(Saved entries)
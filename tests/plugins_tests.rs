use std::cell::RefCell;
use std::rc::Rc;

use scatter_rs::ChartError;
use scatter_rs::api::{ScatterChart, ScatterChartConfig};
use scatter_rs::core::{Axis, Field, RecordSet, StateRecord};
use scatter_rs::extensions::{ChartEvent, ChartPlugin, PluginContext};
use scatter_rs::render::NullRenderer;

#[derive(Clone)]
struct RecordingPlugin {
    id: String,
    events: Rc<RefCell<Vec<(ChartEvent, PluginContext)>>>,
}

impl RecordingPlugin {
    fn new(id: impl Into<String>, events: Rc<RefCell<Vec<(ChartEvent, PluginContext)>>>) -> Self {
        Self {
            id: id.into(),
            events,
        }
    }
}

impl ChartPlugin for RecordingPlugin {
    fn id(&self) -> &str {
        &self.id
    }

    fn on_event(&mut self, event: ChartEvent, context: PluginContext) {
        self.events.borrow_mut().push((event, context));
    }
}

fn event_kind(event: &ChartEvent) -> &'static str {
    match event {
        ChartEvent::SelectionChanged(_) => "selection",
        ChartEvent::TooltipShown { .. } => "tooltip_shown",
        ChartEvent::TooltipHidden { .. } => "tooltip_hidden",
        ChartEvent::TransitionSettled { .. } => "settled",
        ChartEvent::Rendered => "rendered",
    }
}

fn chart() -> ScatterChart<NullRenderer> {
    let records = RecordSet::new(vec![StateRecord {
        state: "Alabama".to_owned(),
        abbr: "AL".to_owned(),
        poverty: 20.1,
        age: 38.6,
        income: 42_830.0,
        healthcare: 11.1,
        smokes: 15.0,
        obesity: 33.5,
    }])
    .expect("records");
    ScatterChart::new(NullRenderer::default(), ScatterChartConfig::default(), records)
        .expect("chart init")
}

#[test]
fn plugin_receives_deterministic_event_sequence() {
    let mut chart = chart();
    let events = Rc::new(RefCell::new(Vec::new()));
    chart
        .register_plugin(Box::new(RecordingPlugin::new("recorder", events.clone())))
        .expect("register plugin");

    chart.click_label(Field::Smokes).expect("click");
    chart.click_label(Field::Smokes).expect("repeat click");
    chart.advance_time(400.0).expect("advance");
    chart.advance_time(600.0).expect("advance");

    let marker = chart.marker_position(0).expect("marker");
    let (x, y) = chart.plot_area().to_canvas(marker.x, marker.y);
    chart.pointer_move(x, y);
    chart.render().expect("render");
    chart.pointer_leave();

    let recorded = events.borrow();
    let kinds: Vec<&str> = recorded.iter().map(|(event, _)| event_kind(event)).collect();
    assert_eq!(
        kinds,
        vec!["selection", "settled", "tooltip_shown", "rendered", "tooltip_hidden"]
    );
    assert_eq!(
        recorded[1].0,
        ChartEvent::TransitionSettled { axis: Axis::Y }
    );

    let (_, context) = recorded[0];
    assert_eq!(context.selection.y(), Field::Smokes);
    assert_eq!(context.records_len, 1);
    assert_eq!(context.y_domain, chart.scale(Axis::Y).domain());
    assert_eq!(recorded[3].1.hovered, Some(0));
    assert_eq!(recorded[1].1.clock_ms, 1_000.0);
}

#[test]
fn plugin_ids_must_be_unique_and_non_empty() {
    let mut chart = chart();
    let events = Rc::new(RefCell::new(Vec::new()));

    chart
        .register_plugin(Box::new(RecordingPlugin::new("a", events.clone())))
        .expect("first registration");
    let duplicate = chart.register_plugin(Box::new(RecordingPlugin::new("a", events.clone())));
    assert!(matches!(duplicate, Err(ChartError::InvalidData(_))));
    let empty = chart.register_plugin(Box::new(RecordingPlugin::new("", events.clone())));
    assert!(matches!(empty, Err(ChartError::InvalidData(_))));

    assert_eq!(chart.plugin_count(), 1);
    assert!(chart.has_plugin("a"));
    assert!(chart.unregister_plugin("a"));
    assert!(!chart.unregister_plugin("a"));

    chart.render().expect("render");
    assert!(events.borrow().is_empty());
}

#[test]
fn selection_subscribers_and_plugins_both_observe_clicks() {
    let mut chart = chart();
    let seen = Rc::new(RefCell::new(Vec::new()));
    let sink = Rc::clone(&seen);
    let id = chart.subscribe(move |change| sink.borrow_mut().push(change.current));
    assert_eq!(chart.subscriber_count(), 1);

    chart.click_label(Field::Income).expect("click");
    chart.click_label(Field::Income).expect("repeat");
    assert_eq!(*seen.borrow(), vec![Field::Income]);

    assert!(chart.unsubscribe(id));
    assert!(!chart.unsubscribe(id));
    chart.click_label(Field::Age).expect("click after unsubscribe");
    assert_eq!(*seen.borrow(), vec![Field::Income]);
}

#[test]
fn subscribed_click_rebuilds_the_scale_of_the_clicked_axis() {
    let mut chart = chart();
    let seen = Rc::new(RefCell::new(Vec::new()));
    let sink = Rc::clone(&seen);
    chart.subscribe(move |change| sink.borrow_mut().push((change.axis, change.current)));

    chart.click_label(Field::Smokes).expect("click");
    assert_eq!(*seen.borrow(), vec![(Axis::Y, Field::Smokes)]);
    assert_eq!(chart.selection().y(), Field::Smokes);

    let (min, max) = chart.records().extent(Field::Smokes);
    let (lo, hi) = chart.scale(Axis::Y).domain();
    assert!((lo - 0.9 * min).abs() < 1e-9);
    assert!((hi - 1.1 * max).abs() < 1e-9);
}
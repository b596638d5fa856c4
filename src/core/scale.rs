use serde::{Deserialize, Serialize};

use crate::core::record::field_extent;
use crate::core::ticks::{nice_ticks, tick_precision};
use crate::core::{Field, StateRecord};
use crate::error::{ChartError, ChartResult};

/// Multiplicative padding applied to a field's extent when fitting a scale.
#[derive(Debug, Clone, Copy, PartialEq, Serialize, Deserialize)]
pub struct ScalePadding {
    /// Factor applied to the minimum value.
    pub lower: f64,
    /// Factor applied to the maximum value.
    pub upper: f64,
}

impl Default for ScalePadding {
    fn default() -> Self {
        Self {
            lower: 0.9,
            upper: 1.1,
        }
    }
}

impl ScalePadding {
    pub fn validate(self) -> ChartResult<Self> {
        if !self.lower.is_finite() || !self.upper.is_finite() || self.lower <= 0.0 {
            return Err(ChartError::InvalidData(
                "scale padding factors must be finite and lower must be > 0".to_owned(),
            ));
        }
        if self.lower > self.upper {
            return Err(ChartError::InvalidData(
                "scale padding lower factor must be <= upper factor".to_owned(),
            ));
        }
        Ok(self)
    }
}

/// Linear, invertible mapping from a data domain onto a pixel range.
#[derive(Debug, Clone, Copy, PartialEq, Serialize, Deserialize)]
pub struct LinearScale {
    domain_start: f64,
    domain_end: f64,
    range_start: f64,
    range_end: f64,
}

impl LinearScale {
    pub fn new(domain: (f64, f64), range: (f64, f64)) -> ChartResult<Self> {
        let (domain_start, domain_end) = domain;
        let (range_start, range_end) = range;
        if !domain_start.is_finite() || !domain_end.is_finite() || domain_start == domain_end {
            return Err(ChartError::InvalidData(
                "scale domain must be finite and non-zero".to_owned(),
            ));
        }
        if !range_start.is_finite() || !range_end.is_finite() || range_start == range_end {
            return Err(ChartError::InvalidData(
                "scale range must be finite and non-zero".to_owned(),
            ));
        }

        Ok(Self {
            domain_start,
            domain_end,
            range_start,
            range_end,
        })
    }

    /// Fits a scale to `field` over `records`.
    ///
    /// The domain is `[lower * min, upper * max]`. When every value collapses
    /// the domain to zero width, the unit interval centred on the value is
    /// used instead.
    pub fn from_field(
        records: &[StateRecord],
        field: Field,
        range: (f64, f64),
        padding: ScalePadding,
    ) -> ChartResult<Self> {
        let padding = padding.validate()?;
        let (min, max) = field_extent(records, field).ok_or_else(|| {
            ChartError::InvalidData("cannot fit a scale to an empty record set".to_owned())
        })?;

        let mut domain = (min * padding.lower, max * padding.upper);
        if !(domain.1 - domain.0).is_normal() {
            let center = (min + max) / 2.0;
            domain = (center - 0.5, center + 0.5);
        }

        Self::new(domain, range)
    }

    #[must_use]
    pub fn domain(self) -> (f64, f64) {
        (self.domain_start, self.domain_end)
    }

    #[must_use]
    pub fn range(self) -> (f64, f64) {
        (self.range_start, self.range_end)
    }

    /// Maps a domain value to a pixel. Values outside the domain extrapolate.
    #[must_use]
    pub fn map(self, value: f64) -> f64 {
        let normalized = (value - self.domain_start) / (self.domain_end - self.domain_start);
        self.range_start + normalized * (self.range_end - self.range_start)
    }

    #[must_use]
    pub fn invert(self, pixel: f64) -> f64 {
        let normalized = (pixel - self.range_start) / (self.range_end - self.range_start);
        self.domain_start + normalized * (self.domain_end - self.domain_start)
    }

    /// Same range, domain blended towards `target` by `t` in `[0, 1]`.
    #[must_use]
    pub fn interpolate(self, target: Self, t: f64) -> Self {
        let t = t.clamp(0.0, 1.0);
        let lerp = |from: f64, to: f64| from + (to - from) * t;
        Self {
            domain_start: lerp(self.domain_start, target.domain_start),
            domain_end: lerp(self.domain_end, target.domain_end),
            range_start: lerp(self.range_start, target.range_start),
            range_end: lerp(self.range_end, target.range_end),
        }
    }

    /// Round tick values inside the domain, about `count` of them.
    #[must_use]
    pub fn ticks(self, count: usize) -> Vec<f64> {
        nice_ticks(self.domain_start, self.domain_end, count)
    }

    /// Decimal places tick labels need for a `count`-tick layout.
    #[must_use]
    pub fn tick_precision(self, count: usize) -> usize {
        tick_precision(self.domain_start, self.domain_end, count)
    }
}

PROBLEM REQUIREMENTS
Select and copy every line from the records that includes the word "RecordingPlugin".

FINAL ANSWER
struct RecordingPlugin {
impl RecordingPlugin {
impl ChartPlugin for RecordingPlugin {
        .register_plugin(Box::new(RecordingPlugin::new("recorder", events.clone())))
        .register_plugin(Box::new(RecordingPlugin::new("a", events.clone())))
    let duplicate = chart.register_plugin(Box::new(RecordingPlugin::new("a", events.clone())));
    let empty = chart.register_plugin(Box::new(RecordingPlugin::new("", events.clone())));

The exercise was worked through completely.